Records contained in a dataset:
+++

//! Closure-backed owned resource.

use crate::compositor::ports::{OwnedResource, Persistence, ReleaseError, ReleaseResult};
use async_trait::async_trait;
use futures::FutureExt;
use futures::future::BoxFuture;
use std::fmt;
use std::future::Future;

type AsyncRelease = Box<dyn Fn() -> BoxFuture<'static, ReleaseResult<()>> + Send + Sync>;
type BlockingRelease = Box<dyn Fn() -> ReleaseResult<()> + Send + Sync>;

/// A resource released by running caller-supplied closures.
///
/// Useful for wrapping handles from other libraries, such as a container
/// client's stop call, without writing a dedicated type.
pub struct CleanupAction {
    label: String,
    persistence: Persistence,
    release: AsyncRelease,
    blocking: Option<BlockingRelease>,
}

impl CleanupAction {
    /// Creates an ephemeral cleanup from an async closure.
    #[must_use]
    pub fn ephemeral<F, Fut>(label: impl Into<String>, release: F) -> Self
    where
        F: Fn() -> Fut + Send + Sync + 'static,
        Fut: Future<Output = ReleaseResult<()>> + Send + 'static,
    {
        Self {
            label: label.into(),
            persistence: Persistence::Ephemeral,
            release: Box::new(move || release().boxed()),
            blocking: None,
        }
    }

    /// Creates an external cleanup from an async closure and a blocking
    /// fallback.
    #[must_use]
    pub fn external<F, Fut, B>(label: impl Into<String>, release: F, blocking: B) -> Self
    where
        F: Fn() -> Fut + Send + Sync + 'static,
        Fut: Future<Output = ReleaseResult<()>> + Send + 'static,
        B: Fn() -> ReleaseResult<()> + Send + Sync + 'static,
    {
        Self {
            label: label.into(),
            persistence: Persistence::External,
            release: Box::new(move || release().boxed()),
            blocking: Some(Box::new(blocking)),
        }
    }
}

#[async_trait]
impl OwnedResource for CleanupAction {
    fn label(&self) -> &str {
        &self.label
    }

    fn persistence(&self) -> Persistence {
        self.persistence
    }

    async fn release(&self) -> ReleaseResult<()> {
        (self.release)().await
    }

    fn release_blocking(&self) -> ReleaseResult<()> {
        self.blocking.as_ref().map_or_else(
            || Err(ReleaseError::NoBlockingRelease(self.label.clone())),
            |blocking| blocking(),
        )
    }
}

impl fmt::Debug for CleanupAction {
    fn fmt(&self, formatter: &mut fmt::Formatter<'_>) -> fmt::Result {
        formatter
            .debug_struct("CleanupAction")
            .field("label", &self.label)
            .field("persistence", &self.persistence)
            .field("has_blocking_release", &self.blocking.is_some())
            .finish_non_exhaustive()
    }
}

+++

- WHAT IS REQUIRED
With the line containing "#[async_trait]" as the start and the last line of the entries as the end, print that whole span exactly.

- FINISHED EXERCISE
#[async_trait]
impl OwnedResource for CleanupAction {
    fn label(&self) -> &str {
        &self.label
    }

    fn persistence(&self) -> Persistence {
        self.persistence
    }

    async fn release(&self) -> ReleaseResult<()> {
        (self.release)().await
    }

    fn release_blocking(&self) -> ReleaseResult<()> {
        self.blocking.as_ref().map_or_else(
            || Err(ReleaseError::NoBlockingRelease(self.label.clone())),
            |blocking| blocking(),
        )
    }
}

impl fmt::Debug for CleanupAction {
    fn fmt(&self, formatter: &mut fmt::Formatter<'_>) -> fmt::Result {
        formatter
            .debug_struct("CleanupAction")
            .field("label", &self.label)
            .field("persistence", &self.persistence)
            .field("has_blocking_release", &self.blocking.is_some())
            .finish_non_exhaustive()
    }
}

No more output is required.